There were paragraphs in the papers; there were resolutions at meetings of the Board of Trade, and of the Directors of the Trimountain Bank; there was a funeral from the "late residence," largely attended; there were letters and calls of condolence; there was making of crape and bombazine and silk into "mourning;" there were friends and neighbors asking each other, after mention of the sad suddenness, "how it would be;" "how much he had left;" "was there a will?"
And there was a will; made three years before. One hundred thousand dollars, outright, to Increase M. Argenter's beloved wife; also the use of the homestead; fifty thousand dollars to his daughter Sylvia on her reaching the age of twenty-five, or on her marriage; all else to be Mrs. Argenter's for her life-time, reverting afterward to Sylvia or her heirs.

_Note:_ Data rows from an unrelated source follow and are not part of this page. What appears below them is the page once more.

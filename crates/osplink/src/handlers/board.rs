use osplink_shell::{outln, Shell};

use crate::station::Station;

const LONG_HELP: &str = "\
SYNTAX: board
- shows information about the host the shell runs on
NOTES:
- the application may add lines (bus bridge, firmware, ...)
";

pub fn register(shell: &mut Shell<Station>) -> osplink_shell::Result<usize> {
    shell.register("board", main, "board (host) info", LONG_HELP)
}

fn main(shell: &mut Shell<Station>, station: &mut Station, args: &[&str]) {
    if let [_, arg, ..] = args {
        outln!(shell, "ERROR: 'board' has unknown argument ('{arg}')");
        return;
    }
    let cpus = std::thread::available_parallelism().map_or(1, |n| n.get());
    outln!(shell, "os   : {}", std::env::consts::OS);
    outln!(shell, "arch : {}", std::env::consts::ARCH);
    outln!(shell, "cpus : {cpus}");
    outln!(shell, "pid  : {}", std::process::id());
    outln!(shell, "bus  : {}", station.transport.name());
    if let Some(extra) = &station.board_extra {
        for line in extra() {
            outln!(shell, "{line}");
        }
    }
}

#[cfg(test)]
mod tests {
    use crate::testing::session;

    #[test]
    fn shows_host_and_hook_lines() {
        let (mut sh, mut st, out) = session();
        st.board_extra = Some(Box::new(|| vec!["bridge: simulated".to_string()]));
        sh.add_str(&mut st, "board\n");
        let text = out.take();
        assert!(text.starts_with(&format!("os   : {}\n", std::env::consts::OS)));
        assert!(text.contains("bus  : memory\n"));
        assert!(text.ends_with("bridge: simulated\n>> "));
    }

    #[test]
    fn rejects_arguments() {
        let (mut sh, mut st, out) = session();
        sh.add_str(&mut st, "board clk\n");
        assert_eq!(out.take(), "ERROR: 'board' has unknown argument ('clk')\n>> ");
    }
}
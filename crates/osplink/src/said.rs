//! Procedures for SAID nodes: identity check, OTP access and the I2C bridge.
//!
//! A SAID may route one of its channels to an I2C bus. The bridge is
//! enabled by an OTP bit; once powered, I2C transfers are started with a
//! telegram and completed by polling the bridge configuration.

use osplink_frame::build_telegram;
use osplink_transport::Status;
use thiserror::Error;
use tracing::debug;

use crate::procedures::identify;
use crate::station::Station;

const TID_CUST: u8 = 0x13;
const TID_SETTESTPW: u8 = 0x15;
const TID_SETCURCHN: u8 = 0x51;
const TID_READOTP: u8 = 0x58;
const TID_SETOTP: u8 = 0x59;
const TID_READI2CCFG: u8 = 0x5A;
const TID_SETI2CCFG: u8 = 0x5B;
const TID_I2CREAD8: u8 = 0x5C;
const TID_I2CWRITE8: u8 = 0x5D;
const TID_READLAST: u8 = 0x5E;

/// Password value meaning "never configured".
pub const PASSWORD_UNSET: u64 = 0xFFFF_FFFF_FFFF;
/// Widest password (48 bits).
pub const PASSWORD_MASK: u64 = 0xFFFF_FFFF_FFFF;

/// First byte of the customer OTP area.
pub const OTP_CUSTOMER_MIN: u8 = 0x0D;
/// Last byte of the customer OTP area.
pub const OTP_CUSTOMER_MAX: u8 = 0x1F;
/// Bytes returned by one READOTP.
pub const OTP_READ_SIZE: usize = 8;

const OTP_I2C_ADDR: u8 = 0x0D;
/// OTP bit at `OTP_I2C_ADDR` that enables the I2C bridge.
pub const OTP_I2C_BRIDGE_EN: u8 = 0x08;

/// Channel that carries the I2C bus, and its setcurchn flags to power it.
const I2C_CHANNEL: u8 = 0x02;
const I2C_CHANNEL_POWER: u8 = 0x04;

pub const I2C_FLAG_BUSY: u8 = 0x01;
pub const I2C_FLAG_NACK: u8 = 0x02;

/// Fastest speed code.
pub const I2C_SPEED_MAX: u8 = 1;
/// Slowest speed code.
pub const I2C_SPEED_MIN: u8 = 15;

/// Most bytes one I2C read or write moves.
pub const I2C_MAX_COUNT: usize = 8;
/// Data byte counts i2cwrite8 accepts.
pub const I2C_WRITE_COUNTS: [usize; 4] = [1, 2, 4, 6];

/// Polls of the bridge configuration before a transfer counts as hung.
const I2C_POLLS: usize = 4;

/// Why a SAID procedure failed.
#[derive(Debug, Clone, Copy, PartialEq, Eq, Error)]
pub enum SaidError {
    #[error("{0}")]
    Bus(Status),

    #[error("not_said")]
    NotSaid { id: u32 },

    #[error("no_i2c_bridge")]
    NoI2cBridge,

    #[error("i2c_nack")]
    I2cNack,

    #[error("i2c_timeout")]
    I2cTimeout,
}

impl From<Status> for SaidError {
    fn from(status: Status) -> Self {
        Self::Bus(status)
    }
}

pub type Result<T> = std::result::Result<T, SaidError>;

/// Whether an identification word belongs to a SAID.
pub fn is_said(id: u32) -> bool {
    id & 0xFFFF_FFF0 == 0x0000_0040
}

/// I2C bus frequency in Hz for a speed code.
pub fn speed_hz(speed: u8) -> u32 {
    1_000_000 / u32::from((speed & 0x0F).max(1))
}

/// Fastest speed code whose frequency does not exceed `hz`.
pub fn speed_for_hz(hz: i32) -> u8 {
    let mut speed = I2C_SPEED_MAX;
    while speed != I2C_SPEED_MIN && i64::from(hz) < i64::from(speed_hz(speed)) {
        speed += 1;
    }
    speed
}

/// Bridge configuration as returned by READI2CCFG.
#[derive(Debug, Clone, Copy, PartialEq, Eq)]
pub struct I2cConfig {
    pub flags: u8,
    pub speed: u8,
}

fn send(station: &mut Station, addr: u16, tid: u8, payload: &[u8]) -> Result<()> {
    let frame = build_telegram(addr, tid, payload, station.checksum);
    match station.transmit(&frame) {
        Status::Ok => Ok(()),
        status => Err(status.into()),
    }
}

/// Exchange one telegram and return the `size` payload bytes of its response.
fn query(
    station: &mut Station,
    addr: u16,
    tid: u8,
    payload: &[u8],
    size: usize,
) -> Result<Vec<u8>> {
    let frame = build_telegram(addr, tid, payload, station.checksum);
    let (response, status) =
        station.transmit_receive(&frame, Some(osplink_frame::MIN_TELEGRAM_SIZE + size));
    if !status.is_ok() {
        return Err(status.into());
    }
    let start = osplink_frame::HEADER_SIZE;
    Ok(response[start..start + size].to_vec())
}

/// Identify `addr` and fail unless it is a SAID.
pub fn require_said(station: &mut Station, addr: u16) -> Result<u32> {
    let id = identify(station, addr)?;
    if !is_said(id) {
        return Err(SaidError::NotSaid { id });
    }
    Ok(id)
}

/// Read eight OTP bytes starting at `otpaddr`.
pub fn read_otp(station: &mut Station, addr: u16, otpaddr: u8) -> Result<[u8; OTP_READ_SIZE]> {
    let bytes = query(station, addr, TID_READOTP, &[otpaddr], OTP_READ_SIZE)?;
    let mut otp = [0u8; OTP_READ_SIZE];
    otp.copy_from_slice(&bytes);
    Ok(otp)
}

/// The whole customer OTP area, `OTP_CUSTOMER_MIN` first.
pub fn dump_customer_otp(station: &mut Station, addr: u16) -> Result<Vec<u8>> {
    let len = usize::from(OTP_CUSTOMER_MAX - OTP_CUSTOMER_MIN) + 1;
    let mut area = Vec::with_capacity(len + OTP_READ_SIZE);
    let mut otpaddr = OTP_CUSTOMER_MIN;
    while area.len() < len {
        area.extend_from_slice(&read_otp(station, addr, otpaddr)?);
        otpaddr += OTP_READ_SIZE as u8;
    }
    area.truncate(len);
    Ok(area)
}

/// Write one byte of the OTP mirror.
///
/// Enters customer mode and sends the test password first; without the
/// password the node ignores the write.
pub fn write_otp(station: &mut Station, addr: u16, otpaddr: u8, data: u8) -> Result<()> {
    send(station, addr, TID_CUST, &[])?;
    let pw = (station.said_password & PASSWORD_MASK).to_be_bytes();
    send(station, addr, TID_SETTESTPW, &pw[2..])?;
    send(station, addr, TID_SETOTP, &[otpaddr, data])
}

/// Check that `addr` is a SAID with its I2C bridge enabled, then power the bus.
pub fn i2c_power(station: &mut Station, addr: u16) -> Result<()> {
    require_said(station, addr)?;
    let otp = read_otp(station, addr, OTP_I2C_ADDR)?;
    if otp[0] & OTP_I2C_BRIDGE_EN == 0 {
        return Err(SaidError::NoI2cBridge);
    }
    send(station, addr, TID_SETCURCHN, &[I2C_CHANNEL, I2C_CHANNEL_POWER])?;
    debug!(addr, "i2c bus powered");
    Ok(())
}

pub fn read_i2c_config(station: &mut Station, addr: u16) -> Result<I2cConfig> {
    let bytes = query(station, addr, TID_READI2CCFG, &[], 2)?;
    Ok(I2cConfig {
        flags: bytes[0],
        speed: bytes[1],
    })
}

/// Change the bus speed, keeping the current flags.
pub fn set_i2c_speed(station: &mut Station, addr: u16, speed: u8) -> Result<()> {
    let config = read_i2c_config(station, addr)?;
    send(station, addr, TID_SETI2CCFG, &[config.flags, speed])
}

/// Poll the bridge until the running transfer completes.
///
/// A NACK flag is cleared before it is reported so the next transfer
/// starts clean.
fn i2c_wait(station: &mut Station, addr: u16) -> Result<()> {
    for _ in 0..I2C_POLLS {
        let config = read_i2c_config(station, addr)?;
        if config.flags & I2C_FLAG_BUSY != 0 {
            continue;
        }
        if config.flags & I2C_FLAG_NACK != 0 {
            send(
                station,
                addr,
                TID_SETI2CCFG,
                &[config.flags & !I2C_FLAG_NACK, config.speed],
            )?;
            return Err(SaidError::I2cNack);
        }
        return Ok(());
    }
    Err(SaidError::I2cTimeout)
}

/// Read `count` (1..=8) bytes from register `raddr` of device `daddr7`.
pub fn i2c_read(
    station: &mut Station,
    addr: u16,
    daddr7: u8,
    raddr: u8,
    count: usize,
) -> Result<Vec<u8>> {
    let count = count.clamp(1, I2C_MAX_COUNT);
    send(station, addr, TID_I2CREAD8, &[daddr7, raddr, count as u8])?;
    i2c_wait(station, addr)?;
    // readlast right-aligns the bytes read
    let last = query(station, addr, TID_READLAST, &[], I2C_MAX_COUNT)?;
    Ok(last[I2C_MAX_COUNT - count..].to_vec())
}

/// Write `data` (1, 2, 4 or 6 bytes) to register `raddr` of device `daddr7`.
pub fn i2c_write(
    station: &mut Station,
    addr: u16,
    daddr7: u8,
    raddr: u8,
    data: &[u8],
) -> Result<()> {
    let mut payload = Vec::with_capacity(2 + data.len());
    payload.extend_from_slice(&[daddr7, raddr]);
    payload.extend_from_slice(data);
    send(station, addr, TID_I2CWRITE8, &payload)?;
    i2c_wait(station, addr)
}

/// Whether a device answers at `daddr7`. NACKs and hangs mean absent.
pub fn i2c_present(station: &mut Station, addr: u16, daddr7: u8) -> Result<bool> {
    match i2c_read(station, addr, daddr7, 0x00, 1) {
        Ok(_) => Ok(true),
        Err(SaidError::I2cNack | SaidError::I2cTimeout) => Ok(false),
        Err(err) => Err(err),
    }
}
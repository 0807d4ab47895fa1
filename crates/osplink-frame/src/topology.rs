use std::fmt;
use std::str::FromStr;

/// Direction mode of the chain.
///
/// In `Bidir` mode responses travel back over the same wires towards the
/// controller; in `Loop` mode the last node is wired back to the
/// controller's second port.
#[derive(Debug, Clone, Copy, Default, PartialEq, Eq)]
pub enum Topology {
    #[default]
    Bidir,
    Loop,
}

impl Topology {
    pub fn as_str(self) -> &'static str {
        match self {
            Self::Bidir => "bidir",
            Self::Loop => "loop",
        }
    }
}

impl fmt::Display for Topology {
    fn fmt(&self, f: &mut fmt::Formatter<'_>) -> fmt::Result {
        f.write_str(self.as_str())
    }
}

impl FromStr for Topology {
    type Err = String;

    fn from_str(s: &str) -> Result<Self, Self::Err> {
        match s {
            "bidir" => Ok(Self::Bidir),
            "loop" => Ok(Self::Loop),
            other => Err(format!("unknown topology '{other}'")),
        }
    }
}
//! Telegram knowledge base and wire validation for OSP.
//!
//! The knowledge base maps every 7-bit telegram identifier to one or more
//! named variants (an identifier may have several, told apart by payload
//! size). It is checked once when a [`VariantRegistry`] is built; a table
//! that fails the check never yields a registry.
//!
//! On top of it the registry resolves operator-typed telegram keys and
//! validates raw telegrams against the protocol rules.

pub mod describe;
pub mod error;
pub mod registry;
pub mod table;
pub mod validator;
pub mod variant;

pub use error::{Result, VariantError};
pub use registry::{Selection, TidSlot, VariantRegistry, TID_COUNT};
pub use validator::{Exchange, Finding, ValidationContext};
pub use variant::{Casting, SizeMask, TelegramVariant};

/// Version of this crate.
pub const VERSION: &str = env!("CARGO_PKG_VERSION");
use osplink::frame::{dissect, hex_bytes, Field};
use osplink::variants::{ValidationContext, VariantRegistry};
use serde::Serialize;

use crate::cmd::{DissectArgs, Globals};
use crate::exit::{CliError, CliResult, DATA_INVALID, SUCCESS, USAGE};
use crate::output::{print_json, print_table, OutputFormat};

#[derive(Serialize)]
struct FieldOutput<'a> {
    name: &'a str,
    value: &'a str,
    note: &'a str,
}

#[derive(Serialize)]
struct DissectOutput<'a> {
    telegram: String,
    checksum: &'static str,
    fields: Vec<FieldOutput<'a>>,
    findings: Vec<String>,
    valid: bool,
}

pub fn run(args: DissectArgs, globals: &Globals, variants: &VariantRegistry) -> CliResult<i32> {
    let bytes = parse_bytes(&args.bytes)?;
    let fields: Vec<Field> = dissect(&bytes, globals.checksum)
        .map(|d| d.fields())
        .unwrap_or_default();
    let ctx = ValidationContext {
        checksum: globals.checksum,
        ..ValidationContext::default()
    };
    let findings: Vec<String> = variants
        .validate(&bytes, &ctx)
        .iter()
        .map(ToString::to_string)
        .collect();

    match globals.format {
        OutputFormat::Json => print_json(&DissectOutput {
            telegram: hex_bytes(&bytes),
            checksum: globals.checksum.as_str(),
            fields: fields
                .iter()
                .map(|f| FieldOutput {
                    name: f.name,
                    value: &f.value,
                    note: &f.note,
                })
                .collect(),
            findings: findings.clone(),
            valid: findings.is_empty(),
        }),
        OutputFormat::Table => {
            if !fields.is_empty() {
                let rows = fields
                    .iter()
                    .map(|f| [f.name.to_string(), f.value.clone(), f.note.clone()])
                    .collect();
                print_table(["FIELD", "VALUE", "NOTE"], rows);
            }
            print_findings(&findings);
        }
        OutputFormat::Pretty | OutputFormat::Raw => {
            for f in &fields {
                println!("{:<9}{:<24}{}", f.name, f.value, f.note);
            }
            print_findings(&findings);
        }
    }

    if findings.is_empty() {
        Ok(SUCCESS)
    } else {
        Ok(DATA_INVALID)
    }
}

fn print_findings(findings: &[String]) {
    if findings.is_empty() {
        println!("valid");
    }
    for finding in findings {
        println!("warning: {finding}");
    }
}

/// Accepts `A0`, `a0` and `0xA0`; each argument is one byte.
fn parse_bytes(args: &[String]) -> CliResult<Vec<u8>> {
    args.iter()
        .map(|arg| {
            let digits = arg
                .strip_prefix("0x")
                .or_else(|| arg.strip_prefix("0X"))
                .unwrap_or(arg);
            if digits.is_empty() || digits.len() > 2 {
                return Err(CliError::new(USAGE, format!("'{arg}' is not a hex byte")));
            }
            u8::from_str_radix(digits, 16)
                .map_err(|_| CliError::new(USAGE, format!("'{arg}' is not a hex byte")))
        })
        .collect()
}

#[cfg(test)]
mod tests {
    use super::*;

    fn strings(args: &[&str]) -> Vec<String> {
        args.iter().map(|s| s.to_string()).collect()
    }

    #[test]
    fn parses_hex_bytes_in_any_case() {
        let bytes = parse_bytes(&strings(&["A0", "0x04", "c2", "f"])).unwrap();
        assert_eq!(bytes, vec![0xA0, 0x04, 0xC2, 0x0F]);
    }

    #[test]
    fn rejects_non_hex_and_overlong_arguments() {
        let err = parse_bytes(&strings(&["A0", "zz"])).unwrap_err();
        assert_eq!(err.code, USAGE);
        assert!(err.message.contains("'zz'"));

        let err = parse_bytes(&strings(&["A00"])).unwrap_err();
        assert_eq!(err.code, USAGE);
    }
}
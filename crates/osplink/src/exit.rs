use std::fmt;
use std::io;

use osplink::frame::FrameError;
use osplink::transport::TransportError;
use osplink::variants::VariantError;

pub const SUCCESS: i32 = 0;
pub const FAILURE: i32 = 1;
pub const TRANSPORT_ERROR: i32 = 3;
pub const DATA_INVALID: i32 = 60;
pub const USAGE: i32 = 64;
pub const INTERNAL: i32 = 125;

pub type CliResult<T> = Result<T, CliError>;

#[derive(Debug)]
pub struct CliError {
    pub code: i32,
    pub message: String,
}

impl CliError {
    pub fn new(code: i32, message: impl Into<String>) -> Self {
        Self {
            code,
            message: message.into(),
        }
    }
}

impl fmt::Display for CliError {
    fn fmt(&self, f: &mut fmt::Formatter<'_>) -> fmt::Result {
        write!(f, "{}", self.message)
    }
}

impl std::error::Error for CliError {}

pub fn io_error(context: &str, err: io::Error) -> CliError {
    let code = match err.kind() {
        io::ErrorKind::NotFound | io::ErrorKind::PermissionDenied => FAILURE,
        io::ErrorKind::ConnectionRefused | io::ErrorKind::TimedOut => TRANSPORT_ERROR,
        _ => INTERNAL,
    };
    CliError::new(code, format!("{context}: {err}"))
}

pub fn transport_error(context: &str, err: TransportError) -> CliError {
    match err {
        TransportError::Connect { .. } | TransportError::Io(_) => {
            CliError::new(TRANSPORT_ERROR, format!("{context}: {err}"))
        }
        TransportError::Frame(err) => frame_error(context, err),
    }
}

pub fn frame_error(context: &str, err: FrameError) -> CliError {
    match err {
        FrameError::Io(source) => io_error(context, source),
        FrameError::ConnectionClosed => CliError::new(TRANSPORT_ERROR, format!("{context}: {err}")),
        other => CliError::new(DATA_INVALID, format!("{context}: {other}")),
    }
}

/// Knowledge-base failures stop the program before any command runs.
pub fn variant_error(context: &str, err: VariantError) -> CliError {
    match err {
        VariantError::LoadFailed(_) => CliError::new(FAILURE, format!("{context}: {err}")),
        VariantError::InvalidJson(_) => CliError::new(DATA_INVALID, format!("{context}: {err}")),
        other => CliError::new(INTERNAL, format!("{context}: {other}")),
    }
}

#[cfg(test)]
mod tests {
    use super::*;

    #[test]
    fn refused_connection_is_a_transport_error() {
        let err = io_error("connect", io::Error::from(io::ErrorKind::ConnectionRefused));
        assert_eq!(err.code, TRANSPORT_ERROR);
        assert!(err.message.starts_with("connect: "));
    }

    #[test]
    fn inconsistent_table_is_internal() {
        let err = variant_error("telegram knowledge base", VariantError::Empty);
        assert_eq!(err.code, INTERNAL);
    }

    #[test]
    fn malformed_frame_is_invalid_data() {
        let err = frame_error("rx", FrameError::InvalidPreamble { found: 0x5 });
        assert_eq!(err.code, DATA_INVALID);
        let err = frame_error("rx", FrameError::ConnectionClosed);
        assert_eq!(err.code, TRANSPORT_ERROR);
    }
}
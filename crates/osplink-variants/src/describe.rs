use crate::registry::VariantRegistry;
use crate::variant::{Casting, STATUS_REQUEST_BIT};

const WRAP_WIDTH: usize = 65;
const INDENT: &str = "            ";

impl VariantRegistry {
    /// Operator-facing description of the variant at `index`, one entry per
    /// output line.
    pub fn describe(&self, index: usize) -> Vec<String> {
        let Some(variant) = self.get(index) else {
            return Vec::new();
        };
        let mut lines = Vec::new();
        let Some(name) = variant.name.as_deref() else {
            lines.push(format!("TELEGRAM {:02X}: no info on telegram", variant.tid));
            return lines;
        };
        lines.push(format!("TELEGRAM {:02X}: {name}", variant.tid));

        let description = variant.description.as_deref().unwrap_or_default();
        for (i, chunk) in wrap(description, WRAP_WIDTH).into_iter().enumerate() {
            let lead = if i == 0 { "DESCRIPTION:" } else { INDENT };
            lines.push(format!("{lead} {chunk}"));
        }

        let mut casting = Vec::new();
        match variant.casting {
            Casting::Unicast => casting.push("uni"),
            Casting::Serial => casting.push("serial"),
        }
        if variant.supports_broadcast() {
            casting.extend(["multi", "broad"]);
        }
        lines.push(format!("CASTING    : {}", casting.join(" ")));

        let mut payload = format!("PAYLOAD    : {}", variant.sizes);
        if let Some(args) = variant.tele_args.as_deref() {
            payload.push_str(&format!(" ({args})"));
        }
        match variant.resp_args.as_deref() {
            Some(args) if variant.has_response() => {
                payload.push_str(&format!("; response {} ({args})", variant.response_size));
            }
            _ => payload.push_str("; no response"),
        }
        lines.push(payload);

        let twin = &self.variants()[self.slot(variant.tid ^ STATUS_REQUEST_BIT).first];
        let status = if variant.is_status_request() {
            format!("yes (tele {} has none)", twin.label())
        } else if variant.may_have_status_request() && twin.has_info() {
            format!("no (tele {} has sr)", twin.label())
        } else {
            "no (no sr possible)".to_string()
        };
        lines.push(format!("STATUS REQ : {status}"));

        let duplicates: Vec<String> = self
            .slot(variant.tid)
            .indices()
            .filter(|&i| i != index)
            .map(|i| self.variants()[i].label())
            .collect();
        if !duplicates.is_empty() {
            lines.push(format!("DUPLICATE  : {}", duplicates.join(" ")));
        }

        lines
    }
}

/// Greedy word wrap; words longer than `width` get a line of their own.
fn wrap(text: &str, width: usize) -> Vec<String> {
    let mut lines = Vec::new();
    let mut line = String::new();
    for word in text.split_whitespace() {
        if !line.is_empty() && line.len() + 1 + word.len() > width {
            lines.push(std::mem::take(&mut line));
        }
        if !line.is_empty() {
            line.push(' ');
        }
        line.push_str(word);
    }
    if !line.is_empty() {
        lines.push(line);
    }
    lines
}
use osplink::variants::VariantRegistry;

use crate::cmd::VersionArgs;
use crate::exit::{CliResult, SUCCESS};

pub fn run(args: VersionArgs, variants: &VariantRegistry) -> CliResult<i32> {
    if !args.extended {
        println!("osplink {}", env!("CARGO_PKG_VERSION"));
        return Ok(SUCCESS);
    }

    println!("name: osplink");
    println!("version: {}", env!("CARGO_PKG_VERSION"));
    println!("target_os: {}", std::env::consts::OS);
    println!("target_arch: {}", std::env::consts::ARCH);
    println!(
        "target: {}",
        option_env!("OSPLINK_BUILD_TARGET").unwrap_or("unknown")
    );
    println!(
        "profile: {}",
        option_env!("OSPLINK_BUILD_PROFILE").unwrap_or("unknown")
    );
    println!("osplink-frame: {}", osplink::frame::VERSION);
    println!("osplink-variants: {}", osplink::variants::VERSION);
    println!("osplink-shell: {}", osplink::shell::VERSION);
    println!("osplink-transport: {}", osplink::transport::VERSION);
    println!("telegrams: {}", variants.len());
    println!("features: cli=true");

    Ok(SUCCESS)
}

There was just time for this to be ascertained and told of; just time for Sylvie to be named as an heiress, and then all at once something else came to light and was told of.
There was a mining speculation out in Colorado; there was Mr. Argenter's signature for heavy security; there were memoranda of good safe stocks that had stood in his name a little while ago, and no certificates; there had been sales and sacrifices; going in deeper and to more certain loss, because of risk and danger already run.
Mr. Sherrett, senior, came home to dinner one day with news from the street.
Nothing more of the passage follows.